You don't always get to change the world, but you do get to love it.
From “one of our most important progressive Christian voices” (Jen Hatmaker), an urgent invitation to actually love the world even when it breaks your heart.
Many of us were taught to look for God in the extraordinary: in big callings, dramatic transformations, affirmations of constant achievement, or lives that inspire millions. But what if that way of seeing has left us unable to recognize where God is actually present—especially now, when headlines are overwhelming, our systems feel broken, and hope seems naïve?

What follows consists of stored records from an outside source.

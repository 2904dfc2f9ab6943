use common::types::{Price, Product, ProductPayload};

use crate::errors::ClientError;

/// Raw form fields as the user typed them.
#[derive(Debug, Clone, PartialEq, Default)]
pub struct ProductForm {
    pub name: String,
    pub description: String,
    pub price: String,
}

impl ProductForm {
    pub fn new(name: impl Into<String>, description: impl Into<String>, price: impl Into<String>) -> Self {
        Self { name: name.into(), description: description.into(), price: price.into() }
    }

    /// The description is always sent, so an empty field clears it on update.
    /// Unparsable prices are sent as text and left for the server to reject.
    pub fn to_payload(&self) -> ProductPayload {
        let price = match self.price.trim().parse::<f64>() {
            Ok(n) => Price::Number(n),
            Err(_) => Price::Text(self.price.clone()),
        };
        ProductPayload {
            name: Some(self.name.clone()),
            description: Some(Some(self.description.clone())),
            price: Some(price),
        }
    }
}

/// An open edit form: pre-filled values plus the stored id they belong to.
#[derive(Debug, Clone, PartialEq)]
pub struct EditForm {
    pub id: String,
    pub values: ProductForm,
}

impl EditForm {
    fn for_product(p: &Product) -> Self {
        Self {
            id: p.id.clone(),
            values: ProductForm {
                name: p.name.clone(),
                description: p.description.clone().unwrap_or_default(),
                price: p.price.to_string(),
            },
        }
    }
}

#[derive(Debug, Clone, PartialEq, Default)]
pub enum EditState {
    #[default]
    Closed,
    Open { position: usize, form: EditForm },
}

/// Everything the page shows: the last fetched list and at most one edit form.
#[derive(Debug, Clone, Default)]
pub struct CatalogState {
    products: Vec<Product>,
    edit: EditState,
}

impl CatalogState {
    pub fn new() -> Self {
        Self::default()
    }

    /// Replace the list (sorted by name, byte order) and close any open form.
    pub fn replace_products(&mut self, mut products: Vec<Product>) {
        products.sort_by(|a, b| a.name.cmp(&b.name));
        self.products = products;
        self.edit = EditState::Closed;
    }

    pub fn products(&self) -> &[Product] {
        &self.products
    }

    pub fn is_empty(&self) -> bool {
        self.products.is_empty()
    }

    /// Look up a displayed row by zero-based position.
    pub fn product_at(&self, position: usize) -> Result<&Product, ClientError> {
        self.products.get(position).ok_or(ClientError::NoSuchProduct(position))
    }

    /// Open the edit form for a row, replacing any form already open.
    /// A stale position leaves the state untouched.
    pub fn open_edit(&mut self, position: usize) -> Result<EditForm, ClientError> {
        let form = EditForm::for_product(self.product_at(position)?);
        self.edit = EditState::Open { position, form: form.clone() };
        Ok(form)
    }

    pub fn cancel_edit(&mut self) {
        self.edit = EditState::Closed;
    }

    pub fn edit_state(&self) -> &EditState {
        &self.edit
    }

    pub fn edit_form(&self) -> Option<&EditForm> {
        match &self.edit {
            EditState::Open { form, .. } => Some(form),
            EditState::Closed => None,
        }
    }
}

#[cfg(test)]
mod tests {
    use super::*;

    fn product(id: &str, name: &str, price: f64) -> Product {
        Product { id: id.into(), name: name.into(), description: None, price }
    }

    #[test]
    fn replace_sorts_case_sensitively_and_closes_form() {
        let mut s = CatalogState::new();
        s.replace_products(vec![product("1", "pen", 1.0), product("2", "Zebra", 2.0), product("3", "Apple", 3.0)]);
        s.open_edit(0).unwrap();

        s.replace_products(vec![product("1", "pen", 1.0), product("2", "Zebra", 2.0), product("3", "Apple", 3.0)]);
        let names: Vec<&str> = s.products().iter().map(|p| p.name.as_str()).collect();
        assert_eq!(names, vec!["Apple", "Zebra", "pen"]);
        assert_eq!(s.edit_state(), &EditState::Closed);
    }

    #[test]
    fn open_edit_prefills_and_keeps_stored_id() {
        let mut s = CatalogState::new();
        let mut p = product("65f1c0a2e4b0a1b2c3d4e5f6", "Pen", 2.5);
        p.description = Some("blue".into());
        s.replace_products(vec![p]);

        let form = s.open_edit(0).unwrap();
        assert_eq!(form.id, "65f1c0a2e4b0a1b2c3d4e5f6");
        assert_eq!(form.values, ProductForm::new("Pen", "blue", "2.5"));
        assert!(matches!(s.edit_state(), EditState::Open { position: 0, .. }));
    }

    #[test]
    fn stale_position_is_rejected_without_changing_state() {
        let mut s = CatalogState::new();
        s.replace_products(vec![product("a", "A", 1.0), product("b", "B", 1.0)]);
        s.open_edit(1).unwrap();
        assert!(matches!(s.open_edit(5), Err(ClientError::NoSuchProduct(5))));
        assert!(matches!(s.edit_state(), EditState::Open { position: 1, .. }));

        s.cancel_edit();
        assert!(s.edit_form().is_none());
    }

    #[test]
    fn form_payload_always_carries_description() {
        let payload = ProductForm::new("Pen", "", "1.25").to_payload();
        assert_eq!(payload.description, Some(Some(String::new())));
        assert_eq!(payload.price, Some(Price::Number(1.25)));

        let payload = ProductForm::new("Pen", "", "abc").to_payload();
        assert_eq!(payload.price, Some(Price::Text("abc".into())));
    }
}
use std::{net::SocketAddr, sync::Arc};

use axum::Router;
use configs::AppConfig;
use service::product::repo::MongoProductRepository;
use tracing::info;

use crate::errors::StartupError;
use crate::routes;
use crate::state::ServerState;

fn bind_addr(cfg: &AppConfig) -> Result<SocketAddr, StartupError> {
    format!("{}:{}", cfg.server.host, cfg.server.port)
        .parse()
        .map_err(|e| StartupError::InvalidConfig(format!("bind address: {e}")))
}

async fn shutdown_signal() {
    if let Err(e) = tokio::signal::ctrl_c().await {
        tracing::warn!(error = %e, "cannot listen for Ctrl+C; running until killed");
        std::future::pending::<()>().await;
    }
    info!(event = "shutdown_signal", "received Ctrl+C, shutting down");
}

/// Public entry: connect the document store, build the app and serve until Ctrl+C.
///
/// Refuses to start when MongoDB cannot be reached.
pub async fn run(cfg: AppConfig) -> Result<(), StartupError> {
    let db = models::db::connect_with_config(&cfg.database)
        .await
        .map_err(|e| StartupError::Database(e.to_string()))?;
    let repo = MongoProductRepository::new(models::db::products(&db, &cfg.database.collection));
    let state = ServerState::new(Arc::new(repo));

    let app: Router = routes::build_router(state, routes::build_cors());

    let addr = bind_addr(&cfg)?;
    let listener = tokio::net::TcpListener::bind(addr).await.map_err(anyhow::Error::from)?;
    info!(%addr, collection = %cfg.database.collection, "catalog server listening");
    axum::serve(listener, app)
        .with_graceful_shutdown(shutdown_signal())
        .await
        .map_err(anyhow::Error::from)?;
    Ok(())
}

What does it mean to actually live a faithful, meaningful life when the world is on fire and nothing turned out as advertised?
Drawing from her own story of faith, disillusionment, motherhood, and decades of work as a spiritual guide, Bessey believes there comes a time when you decide that being earnest and sincere is better than being defeated. She names what she calls “ordinary altars”: places and people where the holy and the commonplace meet, not as an escape from our daily lives, but as the full-bodied engagement with the questions of our time and an encounter with the God who is with us in it all. Blending rich storytelling and compassionate spiritual insight, this is a story of choosing stubbornly, again and again, to keep loving your small patch of the world when it would be easier to shut down or walk away or become what you despise.
For readers who are spiritually tired but still hopeful, deconstructed but longing to rebuild, grappling with despair but determined to make room in their spirituality for the ache in their chest, Ordinary Altars is a guide to a sturdy faith that can bear the weight of the world—rooted in reality, loving defiantly, and stubbornly faithful enough to make the world feel like home again.